They lie in white and black bags at 20 degrees below zero Celsius, but the stench is still overpowering. Filled with the bodies of 62 Russian soldiers, the bags are stacked in a refrigerated train car in a secret location on the outskirts of Ukraine’s second-largest city.
A spry elderly train worker spun open the vaultlike door to reveal the bloodied bags as the scent hung in the damp air.
“We are collecting these bodies for sanitary reasons because dogs have been eating them and we will eventually return them to their loved ones,” said a Ukrainian soldier identified as Summer.
Summer said that many of the bodies had been lying in the open for a month or longer before his unit found them. His two-man team works to identify the soldiers by their faces, tattoos and belongings.
They also take a DNA swab from each corpse to determine whether any is a potential war-crimes suspect.
Summer’s colleague, who refused to use even his first initial because of the sensitivity of the topic, said they were the only two men in their unit tasked to find and preserve the bodies of the enemy.
He said that identifications were possible about 50% of the time, while in other cases, the corpses were too deteriorated. Most of the bodies had been found in villages around Kharkiv. “This is the best work in the world,” he said of the grim satisfaction to be found in collecting the corpses of the invaders.
Recently, the Ukrainian army successfully counterattacked Russian forces, pushing them farther from Kharkiv and giving the city a sense of calm.
When the Russians retreated, they left some of their fallen soldiers behind. When Kharkiv inhabitants began returning tentatively to villages that had been in the line of fire and some found the bodies of the fallen soldiers in their homes or stumbled across them elsewhere. The train attendant sleeps in the wagon next to the refrigerated car, keeping guard over the corpses.
Colleagues have taken on similar duties in other cities, among them Kyiv, Zaporizhzhia and Dnipro, where other refrigerated wagons hold hundreds of bodies. Ukrainian authorities have complained that the Kremlin has been reluctant to engage on the subject of repatriating its dead.
Ukraine says 30,000 Russian soldiers have been killed since the invasion began on Feb. 24; those numbers are impossible to independently verify, and Russia rarely gives casualty tolls.
Last week, a British intelligence assessment put the estimated Russian losses at half that number.
Thousands more Russians are missing or are being held by the Ukrainians, Western intelligence agencies estimate. Russia has not released casualty figures since late March when it said 1,351 soldiers had died and 3,825 had been wounded. Estimates based on publicly available evidence suggest that over 400 Russian soldiers were killed or wounded in one incident alone this month in northeastern Ukraine.

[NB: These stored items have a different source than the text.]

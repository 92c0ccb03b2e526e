use anyhow::{Context, Result};
use std::fs;
use std::io::Read;
use std::path::Path;

use super::types::{ListingData, MarketSnapshot};

/// Load a listing from a JSON file, or stdin when `path` is "-".
pub fn load_listing(path: &str) -> Result<ListingData> {
    let raw = read_source(path)?;
    serde_json::from_str(&raw)
        .with_context(|| format!("Failed to parse listing JSON from {}", display_name(path)))
}

/// Load a market snapshot from a JSON file.
pub fn load_market(path: &Path) -> Result<MarketSnapshot> {
    let raw = fs::read_to_string(path)
        .with_context(|| format!("Failed to read market file at {}", path.display()))?;
    serde_json::from_str(&raw)
        .with_context(|| format!("Failed to parse market JSON from {}", path.display()))
}

fn read_source(path: &str) -> Result<String> {
    if path == "-" {
        let mut raw = String::new();
        std::io::stdin()
            .read_to_string(&mut raw)
            .context("Failed to read listing JSON from stdin")?;
        Ok(raw)
    } else {
        fs::read_to_string(path)
            .with_context(|| format!("Failed to read listing file at {}", path))
    }
}

fn display_name(path: &str) -> &str {
    if path == "-" {
        "stdin"
    } else {
        path
    }
}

For the first time since Russia invaded Ukraine, President Vladimir Putin visited a military hospital in Moscow last week to visit wounded soldiers. Donning a white lab coat, he called everyone serving in Ukraine “heroes”. Putin also announced further compensation increases for people serving there, a sign he may be trying to
tamp down bubbling public discontent over casualties. Russia also abolished upper age limits for signing a military service contract.
Ukraine has not shared its own military casualty information, but at Davos last week, President Volodymyr Zelenskyy said that as many as 100 servicemen might be dying every day in the brutal fighting in the eastern Donbas region.
Allies of Ukraine have also been reluctant to comment on the casualties that the country’s troops have suffered, but U.S. intelligence agencies estimated in mid-April that between 5,500 and 11,000 soldiers had been killed and more than 18,000 wounded.
One of the soldiers handling the Russian corpses in Kharkiv said he hoped Ukraine’s decision to safeguard Russia’s war dead may improve its chances of getting its own back from behind enemy lines. He said, “for me, ‘it is most important that we bring the bodies of our boys back to their families, so we treat these bodies respectfully.”